In the 18th century, an aristocratic gentleman compared the yards of lace around his neck to the land and fields he owned, suggesting that his sartorial finery was worth as much as his geographic property (both being worth a lot of money and functioning, basically, as inventory). Unlike this man, lace is not something I thought a lot about until about 5 years ago. Lace making was not something anyone in my family spent time doing and lace itself was something that I had to avoid wearing. Then I began to see lace (and the utilization of other handcraft techniques–a whole other exhibition and topic I pondered and which will appear in later posts) in brand new work that looked to it as something vital, energizing, fascinating. To be sure, lace never went anywhere. Its heyday as an industry was long over but there are still those who carry on the tradition–updating it, embracing it. And what lace “means” today both in practice and in content is not the same as lace of the past but the history has become an energy that fuels its continuation and adaptation. Lace is about labor and the work of the hand and mind–regardless of materials or ultimate endpoint, the exploration of lace itself is a demanding endeavor. And, even with all of these comments about what lace “is”, it also holds a mysterious, romantic power that cannot be adequately discussed–a power that is respected and explored but, for those truly enamored, not something that can be reasoned.


Anya Kivarkis, DOUBLE CUP BROOCH (Sterling silver and enamel). See more of her work at the awesome Sienna Gallery website

The vintage black lace cover-up/lingerie jacket from the 1950s is lace at its most intimate–originally only meant to be worn indoors as a “cover” to something else.
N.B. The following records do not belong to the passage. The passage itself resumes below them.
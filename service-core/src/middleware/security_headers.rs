use axum::{extract::Request, http::header, middleware::Next, response::IntoResponse};

pub async fn security_headers_middleware(req: Request, next: Next) -> impl IntoResponse {
    let mut response = next.run(req).await;
    let headers = response.headers_mut();

    headers.insert(
        header::X_CONTENT_TYPE_OPTIONS,
        header::HeaderValue::from_static("nosniff"),
    );
    headers.insert(
        header::X_XSS_PROTECTION,
        header::HeaderValue::from_static("1; mode=block"),
    );
    headers.insert(
        header::STRICT_TRANSPORT_SECURITY,
        header::HeaderValue::from_static("max-age=31536000; includeSubDomains"),
    );
    // Strict CSP for API routes: nothing here serves markup
    headers.insert(
        header::CONTENT_SECURITY_POLICY,
        header::HeaderValue::from_static("default-src 'none'; frame-ancestors 'none'"),
    );
    headers.insert(
        header::X_FRAME_OPTIONS,
        header::HeaderValue::from_static("DENY"),
    );

    response
}
use chrono::{Duration, Utc};
use jsonwebtoken::{decode, encode, Algorithm, DecodingKey, EncodingKey, Header, Validation};
use serde::{Deserialize, Serialize};
use uuid::Uuid;

use crate::config::JwtConfig;
use crate::models::UserRole;

/// Stateless issuer and verifier for the access/refresh token pair.
///
/// Access and refresh tokens are signed with separate HS256 secrets, so
/// forging one class of token gives no leverage over the other. Nothing here
/// touches storage; persistence of refresh sessions is the session store's
/// job.
#[derive(Clone)]
pub struct TokenService {
    access_encoding_key: EncodingKey,
    access_decoding_key: DecodingKey,
    refresh_encoding_key: EncodingKey,
    refresh_decoding_key: DecodingKey,
    access_token_expiry_minutes: i64,
    refresh_token_expiry_days: i64,
}

/// Claims for access tokens (short-lived)
#[derive(Debug, Clone, Serialize, Deserialize)]
pub struct AccessTokenClaims {
    /// Subject (user ID)
    pub sub: String,
    /// User role, so authorization checks need no user lookup
    pub role: UserRole,
    /// Expiration time (Unix timestamp)
    pub exp: i64,
    /// Issued at (Unix timestamp)
    pub iat: i64,
}

/// Claims for refresh tokens (long-lived)
#[derive(Debug, Clone, Serialize, Deserialize)]
pub struct RefreshTokenClaims {
    /// Subject (user ID)
    pub sub: String,
    /// Random per-issue nonce; two tokens minted in the same second for the
    /// same user must still hash differently
    pub jti: String,
    /// Expiration time (Unix timestamp)
    pub exp: i64,
    /// Issued at (Unix timestamp)
    pub iat: i64,
}

impl TokenService {
    pub fn new(config: &JwtConfig) -> Result<Self, anyhow::Error> {
        if config.access_secret == config.refresh_secret {
            return Err(anyhow::anyhow!(
                "Access and refresh signing secrets must differ"
            ));
        }

        Ok(Self {
            access_encoding_key: EncodingKey::from_secret(config.access_secret.as_bytes()),
            access_decoding_key: DecodingKey::from_secret(config.access_secret.as_bytes()),
            refresh_encoding_key: EncodingKey::from_secret(config.refresh_secret.as_bytes()),
            refresh_decoding_key: DecodingKey::from_secret(config.refresh_secret.as_bytes()),
            access_token_expiry_minutes: config.access_token_expiry_minutes,
            refresh_token_expiry_days: config.refresh_token_expiry_days,
        })
    }

    /// Generate an access token for a user
    pub fn generate_access_token(
        &self,
        user_id: &str,
        role: UserRole,
    ) -> Result<String, anyhow::Error> {
        let now = Utc::now();
        let exp = now + Duration::minutes(self.access_token_expiry_minutes);

        let claims = AccessTokenClaims {
            sub: user_id.to_string(),
            role,
            exp: exp.timestamp(),
            iat: now.timestamp(),
        };

        let token = encode(&Header::new(Algorithm::HS256), &claims, &self.access_encoding_key)
            .map_err(|e| anyhow::anyhow!("Failed to encode access token: {}", e))?;

        Ok(token)
    }

    /// Generate a refresh token for a user
    pub fn generate_refresh_token(&self, user_id: &str) -> Result<String, anyhow::Error> {
        let now = Utc::now();
        let exp = now + Duration::days(self.refresh_token_expiry_days);

        let claims = RefreshTokenClaims {
            sub: user_id.to_string(),
            jti: Uuid::new_v4().to_string(),
            exp: exp.timestamp(),
            iat: now.timestamp(),
        };

        let token = encode(&Header::new(Algorithm::HS256), &claims, &self.refresh_encoding_key)
            .map_err(|e| anyhow::anyhow!("Failed to encode refresh token: {}", e))?;

        Ok(token)
    }

    /// Validate and decode an access token
    pub fn validate_access_token(&self, token: &str) -> Result<AccessTokenClaims, anyhow::Error> {
        let mut validation = Validation::new(Algorithm::HS256);
        validation.validate_exp = true;

        let token_data = decode::<AccessTokenClaims>(token, &self.access_decoding_key, &validation)
            .map_err(|e| anyhow::anyhow!("Invalid access token: {}", e))?;

        Ok(token_data.claims)
    }

    /// Validate and decode a refresh token
    pub fn validate_refresh_token(&self, token: &str) -> Result<RefreshTokenClaims, anyhow::Error> {
        let mut validation = Validation::new(Algorithm::HS256);
        validation.validate_exp = true;

        let token_data =
            decode::<RefreshTokenClaims>(token, &self.refresh_decoding_key, &validation)
                .map_err(|e| anyhow::anyhow!("Invalid refresh token: {}", e))?;

        Ok(token_data.claims)
    }

    pub fn refresh_token_expiry_days(&self) -> i64 {
        self.refresh_token_expiry_days
    }

    /// Get access token expiry in seconds (for client info)
    pub fn access_token_expiry_seconds(&self) -> i64 {
        self.access_token_expiry_minutes * 60
    }
}
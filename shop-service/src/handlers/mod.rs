pub mod auth;
pub mod categories;
pub mod products;
pub mod users;
pub mod wishlist;
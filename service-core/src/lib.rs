//! service-core: Shared infrastructure for the shop backend.
pub mod config;
pub mod error;
pub mod middleware;
pub mod observability;

pub use axum;
pub use mongodb;
pub use serde;
pub use serde_json;
pub use tokio;
pub use tower;
pub use tower_http;
pub use tracing;
pub use validator;
pub mod address;
pub mod category;
pub mod product;
pub mod product_image;
pub mod session;
pub mod user;
pub mod wishlist;

pub use address::{Address, AddressLabel};
pub use category::Category;
pub use product::{Product, ProductMeta};
pub use product_image::ProductImage;
pub use session::{DeviceDescriptor, Session};
pub use user::{SanitizedUser, User, UserRole};
pub use wishlist::Wishlist;
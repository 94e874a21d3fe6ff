use crate::error::AppError;
use config::{Config as Cfg, File};
use serde::Deserialize;

/// Settings shared by every service binary. Service-specific config structs
/// embed this with `#[serde(flatten)]` and layer their own fields on top.
#[derive(Debug, Deserialize, Clone)]
pub struct Config {
    #[serde(default = "default_port")]
    pub port: u16,
}

fn default_port() -> u16 {
    8080
}

impl Config {
    /// Layered load: optional `configuration` file first, then `APP__`
    /// prefixed environment variables on top.
    pub fn load() -> Result<Self, AppError> {
        dotenvy::dotenv().ok();

        let config = Cfg::builder()
            .add_source(File::with_name("configuration").required(false))
            .add_source(config::Environment::with_prefix("APP").separator("__"))
            .build()?;

        Ok(config.try_deserialize()?)
    }
}
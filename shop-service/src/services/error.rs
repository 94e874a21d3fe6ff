use service_core::error::AppError;
use thiserror::Error;

/// Auth failures with a precise cause. Several map to the same 401 so the
/// distinction exists for logs and tests, not for clients.
#[derive(Error, Debug, Clone, Copy, PartialEq, Eq)]
pub enum ServiceError {
    #[error("Invalid credentials")]
    InvalidCredentials,

    #[error("Email already registered")]
    EmailAlreadyRegistered,

    #[error("Refresh token missing")]
    MissingCredential,

    #[error("Invalid refresh token")]
    InvalidCredential,

    #[error("Refresh token not found")]
    NoActiveSession,

    #[error("Refresh token not recognized")]
    CredentialNotRecognized,

    #[error("User not found")]
    UserNotFound,
}

impl From<ServiceError> for AppError {
    fn from(err: ServiceError) -> Self {
        match err {
            ServiceError::InvalidCredentials
            | ServiceError::MissingCredential
            | ServiceError::InvalidCredential
            | ServiceError::NoActiveSession
            | ServiceError::CredentialNotRecognized => {
                AppError::AuthError(anyhow::anyhow!(err.to_string()))
            }
            ServiceError::EmailAlreadyRegistered => {
                AppError::Conflict(anyhow::anyhow!(err.to_string()))
            }
            ServiceError::UserNotFound => AppError::NotFound(anyhow::anyhow!(err.to_string())),
        }
    }
}

#[cfg(test)]
mod tests {
    use super::*;
    use axum::http::StatusCode;
    use axum::response::IntoResponse;

    fn status_of(err: ServiceError) -> StatusCode {
        AppError::from(err).into_response().status()
    }

    #[test]
    fn rotation_failures_are_unauthorized() {
        for err in [
            ServiceError::MissingCredential,
            ServiceError::InvalidCredential,
            ServiceError::NoActiveSession,
            ServiceError::CredentialNotRecognized,
            ServiceError::InvalidCredentials,
        ] {
            assert_eq!(status_of(err), StatusCode::UNAUTHORIZED);
        }
    }

    #[test]
    fn conflict_and_missing_user_map_distinctly() {
        assert_eq!(
            status_of(ServiceError::EmailAlreadyRegistered),
            StatusCode::CONFLICT
        );
        assert_eq!(status_of(ServiceError::UserNotFound), StatusCode::NOT_FOUND);
    }
}
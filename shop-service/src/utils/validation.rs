use axum::{
    extract::{FromRequest, Request},
    http::StatusCode,
    response::{IntoResponse, Response},
    Json,
};
use serde::de::DeserializeOwned;
use serde::Serialize;
use validator::Validate;

#[derive(Debug, Serialize)]
pub struct ErrorResponse {
    pub error: String,
}

pub struct ValidatedJson<T>(pub T);

#[axum::async_trait]
impl<T, S> FromRequest<S> for ValidatedJson<T>
where
    T: DeserializeOwned + Validate + 'static,
    S: Send + Sync,
{
    type Rejection = Response;

    async fn from_request(req: Request, state: &S) -> Result<Self, Self::Rejection> {
        let Json(value) = Json::<T>::from_request(req, state).await.map_err(|e| {
            let err_resp = ErrorResponse {
                error: format!("Json parse error: {}", e),
            };
            (StatusCode::BAD_REQUEST, Json(err_resp)).into_response()
        })?;

        value.validate().map_err(|e| {
            let err_resp = ErrorResponse {
                error: format!("Validation error: {}", e),
            };
            (StatusCode::BAD_REQUEST, Json(err_resp)).into_response()
        })?;

        Ok(ValidatedJson(value))
    }
}
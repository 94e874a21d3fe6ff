pub mod auth;
pub mod database;
pub mod error;
pub mod jwt;

pub use auth::{AuthService, IssuedTokens};
pub use database::MongoDb;
pub use error::ServiceError;
pub use jwt::{AccessTokenClaims, RefreshTokenClaims, TokenService};
//! Refresh sessions: one document per issued refresh credential.

use chrono::{DateTime, Duration, Utc};
use serde::{Deserialize, Serialize};
use uuid::Uuid;

/// Where a session was opened from. Login uses this to clear stale sessions
/// for the same device; rotation stamps the replacement session with the
/// device presenting the token.
#[derive(Debug, Clone, PartialEq, Eq)]
pub struct DeviceDescriptor {
    pub user_agent: String,
    pub ip: String,
}

/// Server-side record backing one refresh credential. Only the one-way hash
/// of the token is ever stored; matching a presented token means re-running
/// the hash verification against each candidate record for the user.
#[derive(Debug, Clone, Serialize, Deserialize)]
pub struct Session {
    #[serde(rename = "_id")]
    pub id: String,

    pub user_id: String,

    /// Argon2 hash of the refresh token plaintext. Never the plaintext.
    pub token_hash: String,

    pub user_agent: String,

    pub ip: String,

    /// Past this instant the record must behave as absent, whether or not
    /// the TTL monitor has physically removed it yet.
    #[serde(with = "mongodb::bson::serde_helpers::chrono_datetime_as_bson_datetime")]
    pub expires_at: DateTime<Utc>,

    #[serde(with = "mongodb::bson::serde_helpers::chrono_datetime_as_bson_datetime")]
    pub created_at: DateTime<Utc>,
}

impl Session {
    pub fn new(user_id: String, token_hash: String, device: &DeviceDescriptor, ttl_days: i64) -> Self {
        let now = Utc::now();
        Self {
            id: Uuid::new_v4().to_string(),
            user_id,
            token_hash,
            user_agent: device.user_agent.clone(),
            ip: device.ip.clone(),
            expires_at: now + Duration::days(ttl_days),
            created_at: now,
        }
    }

    pub fn is_expired(&self) -> bool {
        Utc::now() > self.expires_at
    }
}

#[cfg(test)]
mod tests {
    use super::*;

    fn device() -> DeviceDescriptor {
        DeviceDescriptor {
            user_agent: "integration-test/1.0".to_string(),
            ip: "127.0.0.1".to_string(),
        }
    }

    #[test]
    fn new_session_is_unexpired_and_carries_device() {
        let session = Session::new("user_1".to_string(), "hash".to_string(), &device(), 30);
        assert!(!session.is_expired());
        assert_eq!(session.user_agent, "integration-test/1.0");
        assert_eq!(session.ip, "127.0.0.1");
        assert!(session.expires_at > session.created_at);
    }

    #[test]
    fn elapsed_expiry_marks_session_expired() {
        let mut session = Session::new("user_1".to_string(), "hash".to_string(), &device(), 30);
        session.expires_at = Utc::now() - Duration::seconds(1);
        assert!(session.is_expired());
    }

    #[test]
    fn stored_fields_never_include_plaintext() {
        let session = Session::new("user_1".to_string(), "hash".to_string(), &device(), 30);
        let doc = mongodb::bson::to_document(&session).unwrap();
        let keys: Vec<_> = doc.keys().collect();
        assert_eq!(
            keys,
            vec![
                "_id",
                "user_id",
                "token_hash",
                "user_agent",
                "ip",
                "expires_at",
                "created_at"
            ]
        );
    }
}
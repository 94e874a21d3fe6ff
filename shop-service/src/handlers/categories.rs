use axum::{extract::State, Json};
use futures::stream::TryStreamExt;
use mongodb::bson::doc;
use mongodb::options::FindOptions;
use service_core::error::AppError;

use crate::dtos::{CategoryListResponse, CategoryNode};
use crate::models::Category;
use crate::AppState;

/// Flat category list, alphabetical.
pub async fn list_categories(
    State(state): State<AppState>,
) -> Result<Json<CategoryListResponse>, AppError> {
    let options = FindOptions::builder().sort(doc! { "name": 1 }).build();
    let categories = state
        .db
        .categories()
        .find(doc! {}, options)
        .await?
        .try_collect()
        .await?;

    Ok(Json(CategoryListResponse { categories }))
}

/// Categories nested by parent, roots first.
pub async fn category_tree(
    State(state): State<AppState>,
) -> Result<Json<Vec<CategoryNode>>, AppError> {
    let options = FindOptions::builder().sort(doc! { "name": 1 }).build();
    let categories: Vec<Category> = state
        .db
        .categories()
        .find(doc! {}, options)
        .await?
        .try_collect()
        .await?;

    Ok(Json(build_tree(&categories, None)))
}

/// Children of `parent_id`, each carrying its own subtree. Input order is
/// preserved, so a name-sorted input yields a name-sorted tree at every
/// level. A category whose parent is missing is simply unreachable rather
/// than an error.
fn build_tree(categories: &[Category], parent_id: Option<&str>) -> Vec<CategoryNode> {
    categories
        .iter()
        .filter(|c| c.parent_id.as_deref() == parent_id)
        .map(|c| CategoryNode {
            category: c.clone(),
            children: build_tree(categories, Some(&c.id)),
        })
        .collect()
}

#[cfg(test)]
mod tests {
    use super::*;

    fn category(id: &str, name: &str, parent: Option<&str>) -> Category {
        Category {
            id: id.to_string(),
            name: name.to_string(),
            slug: name.to_lowercase(),
            parent_id: parent.map(str::to_string),
            created_at: chrono::Utc::now(),
        }
    }

    #[test]
    fn nests_children_under_parents() {
        let cats = vec![
            category("1", "Jewellery", None),
            category("2", "Necklaces", Some("1")),
            category("3", "Rings", Some("1")),
            category("4", "Pottery", None),
        ];

        let tree = build_tree(&cats, None);
        assert_eq!(tree.len(), 2);
        assert_eq!(tree[0].category.name, "Jewellery");
        assert_eq!(tree[0].children.len(), 2);
        assert_eq!(tree[0].children[0].category.name, "Necklaces");
        assert!(tree[1].children.is_empty());
    }

    #[test]
    fn orphaned_category_is_not_a_root() {
        let cats = vec![
            category("1", "Jewellery", None),
            category("2", "Lost", Some("missing")),
        ];

        let tree = build_tree(&cats, None);
        assert_eq!(tree.len(), 1);
        assert_eq!(tree[0].category.name, "Jewellery");
    }

    #[test]
    fn deep_nesting_is_preserved() {
        let cats = vec![
            category("1", "Home", None),
            category("2", "Decor", Some("1")),
            category("3", "Vases", Some("2")),
        ];

        let tree = build_tree(&cats, None);
        assert_eq!(tree[0].children[0].children[0].category.name, "Vases");
    }
}
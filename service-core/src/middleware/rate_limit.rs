use crate::error::AppError;
use axum::{
    extract::{Request, State},
    middleware::Next,
    response::Response,
};
use governor::{
    clock::{Clock, DefaultClock},
    state::keyed::DashMapStateStore,
    Quota, RateLimiter,
};
use std::{net::SocketAddr, num::NonZeroU32, sync::Arc, time::Duration};

/// Rate limiter keyed by IP address
pub type IpRateLimiter = Arc<RateLimiter<SocketAddr, DashMapStateStore<SocketAddr>, DefaultClock>>;

/// Create a keyed rate limiter (by IP)
pub fn create_ip_rate_limiter(attempts: u32, window_seconds: u64) -> IpRateLimiter {
    let attempts = attempts.max(1);
    let period = Duration::from_millis((window_seconds * 1000) / attempts as u64);
    let quota = Quota::with_period(period)
        .expect("Failed to create quota with valid period")
        .allow_burst(NonZeroU32::new(attempts).expect("attempts is guaranteed to be non-zero"));

    Arc::new(RateLimiter::dashmap(quota))
}

/// Middleware for IP-based rate limiting
pub async fn ip_rate_limit_middleware(
    State(limiter): State<IpRateLimiter>,
    request: Request,
    next: Next,
) -> Result<Response, AppError> {
    let forwarded_ip = request
        .headers()
        .get("x-forwarded-for")
        .and_then(|v| v.to_str().ok())
        .and_then(|s| s.split(',').next())
        .and_then(|s| s.trim().parse::<std::net::IpAddr>().ok());

    let addr = if let Some(ip) = forwarded_ip {
        Some(SocketAddr::new(ip, 0))
    } else {
        request
            .extensions()
            .get::<axum::extract::ConnectInfo<SocketAddr>>()
            .map(|axum::extract::ConnectInfo(addr)| *addr)
    };

    match addr {
        Some(addr) => match limiter.check_key(&addr) {
            Ok(_) => Ok(next.run(request).await),
            Err(negative) => {
                let wait_time = negative.wait_time_from(DefaultClock::default().now());
                Err(AppError::TooManyRequests(
                    "Too many requests from this IP. Please try again later.".to_string(),
                    Some(wait_time.as_secs()),
                ))
            }
        },
        None => {
            tracing::warn!("Could not determine IP for rate limiting");
            Ok(next.run(request).await)
        }
    }
}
But, and a point taken up later by others, it reveals as much as it conceals. And, black lace was naugh-tay back in the day–a reality that might still be connected with lace (and black lingerie) depending on the context. Anya Kivarkis’ brooch plays specifically with the 1950s camisole kind of “sexy” lace–evoking earlier fibrous lace but complicating it even more, and, in the form of jewelry, questioning its luxury, its ornamental status its relationship to the personal, to the feminine, to the domestic, to the old-fashioned, and the the racy.


Betsy Brandt, WHIRL (Hot glue and pigment, 14 ft. diameter)

Betsy Brandt picks up on lace as signifier of the feminine and domestic but immediately renegotiates the conversation by creating a 14 ft. doily of hot glue and pigment that becomes simultaneously a “carpet” and a swirling mass of form, color and meaning. No longer lace in its familiar form, Brandt’s doily demands we consider the processes of making (first for this piece then for all lace), the significance of questions about gender and gender roles, and notions about what constitutes pretty.


Anna Lindsay MacDonald

And, the wearable lace “maps” of Anna Lindsay MacDonald bring lace back to the body but cement its presence within a larger realm. MacDonald was not first inspired by lace–she has been interested in the interweaving of city streets and the mapping of urban spaces, but has since realized the formal connection between the street networks and the patterning of lace. The concepts of pattern and ornamentation link jewelry, lace, and the maps she was making. With her jewelry, lace has come full circle, in a way, linking the land back to the fiber network back to the body (just like that earlier aristocrat).


For full disclosure, this posting’s title is the same as that of an exhibition I curated (publication pending) that included both historical lace and contemporary objects that were inspired by or utilized lace (generated by those trained within the “art world” and by those who have addressed lace as a pastime and a passion.) While this posting emphasizes jewelry, that exhibition included cut and quilled paper, painting, mylar drawings, 5 ft. cedar lace “collars” and more.) Extraordinary artists and extraordinary work.